The findings of a 2006 study carried out by medical researchers at Virginia Commonwealth University’s Department of Pharmacology and Toxicology in Richmond are being noticed within the scientific community. The study results strongly suggest that if taken regularly, cannabis oil may be able to induce remission in leukemia patients without the horrendous side effects typically associated with standard radio-chemical treatment options. Although this is only one such study, other similar studies have shown equally impressive results.
A few years ago, a team of experts convened in Germany to assess the total sum of information currently available regarding medical marijuana. According to their records, at least 37 separate controlled studies were carried out, internationally, between 2005-2009. Altogether, more than 2,500 documented test subjects have participated in these various studies with few to no negative side effects reported. Not only are these findings unusual for drug studies for their overall lack of adverse patient reaction, but also the sheer number of individual participants involved. While 2,500 people may not sound like an especially large sample population, it’s actually much larger than the number typically required by the U.S. Food and Drug Administration to determine whether or not most synthetic pharmacological drug compounds are safe for use in humans.

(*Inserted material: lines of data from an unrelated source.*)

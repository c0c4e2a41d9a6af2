//! Node Query Definition
//!
//! Selection parameters for [`HierarchyStore::query`](super::HierarchyStore::query).
//! An empty query selects the whole forest.
//!
//! # Selector precedence
//!
//! - `ids` and `names` filter the forest in insertion order and narrow each other
//! - `root_ids` is only consulted when neither `ids` nor `names` is given; each
//!   listed subtree is walked in pre-order, in the order the roots were listed
//! - `min_depth` / `max_depth` apply to whole-forest and `root_ids` queries only.
//!   Under `root_ids` they are relative to each subtree root.
//! - A `max_depth` of 0 means no upper bound, the same as leaving it out

use serde::{Deserialize, Deserializer};

/// Selection parameters for a forest query
#[derive(Debug, Clone, Default, PartialEq, Eq, Deserialize)]
#[serde(default)]
pub struct NodeQuery {
    /// Only nodes with one of these ids
    #[serde(deserialize_with = "null_as_default")]
    pub ids: Vec<String>,

    /// Only nodes with one of these names
    #[serde(deserialize_with = "null_as_default")]
    pub names: Vec<String>,

    /// Subtrees to walk
    #[serde(deserialize_with = "null_as_default")]
    pub root_ids: Vec<String>,

    /// Minimum depth to include
    #[serde(deserialize_with = "null_as_default")]
    pub min_depth: usize,

    /// Maximum depth to include (unbounded when absent or 0)
    pub max_depth: Option<usize>,
}

fn null_as_default<'de, D, T>(deserializer: D) -> Result<T, D::Error>
where
    D: Deserializer<'de>,
    T: Default + Deserialize<'de>,
{
    Ok(Option::<T>::deserialize(deserializer)?.unwrap_or_default())
}

impl NodeQuery {
    /// Query selecting every node in the forest
    pub fn all() -> Self {
        Self::default()
    }

    pub fn with_ids<I, S>(mut self, ids: I) -> Self
    where
        I: IntoIterator<Item = S>,
        S: Into<String>,
    {
        self.ids = ids.into_iter().map(Into::into).collect();
        self
    }

    pub fn with_names<I, S>(mut self, names: I) -> Self
    where
        I: IntoIterator<Item = S>,
        S: Into<String>,
    {
        self.names = names.into_iter().map(Into::into).collect();
        self
    }

    pub fn with_root_ids<I, S>(mut self, root_ids: I) -> Self
    where
        I: IntoIterator<Item = S>,
        S: Into<String>,
    {
        self.root_ids = root_ids.into_iter().map(Into::into).collect();
        self
    }

    pub fn with_depth_range(mut self, min_depth: usize, max_depth: Option<usize>) -> Self {
        self.min_depth = min_depth;
        self.max_depth = max_depth;
        self
    }

    /// Whether `ids` or `names` narrow the result
    pub fn has_filters(&self) -> bool {
        !self.ids.is_empty() || !self.names.is_empty()
    }

    /// Effective upper depth bound; `None` when unbounded
    pub fn max_bound(&self) -> Option<usize> {
        self.max_depth.filter(|&max| max > 0)
    }

    /// Whether a depth bound has been requested
    pub fn has_depth_range(&self) -> bool {
        self.min_depth > 0 || self.max_bound().is_some()
    }

    /// True when `max_depth < min_depth`, which can never match
    pub fn is_empty_range(&self) -> bool {
        matches!(self.max_bound(), Some(max) if max < self.min_depth)
    }

    /// Whether a node at `depth` falls inside the requested range
    pub fn depth_in_range(&self, depth: usize) -> bool {
        depth >= self.min_depth && self.max_bound().map_or(true, |max| depth <= max)
    }
}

Many of the active ingredients found in cannabis-derived drugs show exceptional promise in treating some of the greatest hurdles facing modern medical science. In addition to their aforementioned capacity for safely treating certain forms of deadly cancer, they also show great promise in alleviating autoimmune conditions such as rheumatoid arthritis, multiple sclerosis, and even inflammatory bowel disease. A growing number of experts also note their possible viability treating a range of neurological disorders including Alzheimer’s and Lou Gehrig’s disease.
Perhaps most indicative of the diminishing stigma surrounding medical marijuana research in the United States was a 2009 decision by the American Medical Association to finally, for the first time in the organization’s history, review marijuana’s classification as a schedule I controlled substance – meaning it has no medical value whatsoever, and is addictively on par with heroin – in an effort to hopefully remove one of the greatest impediments to its widespread medical use.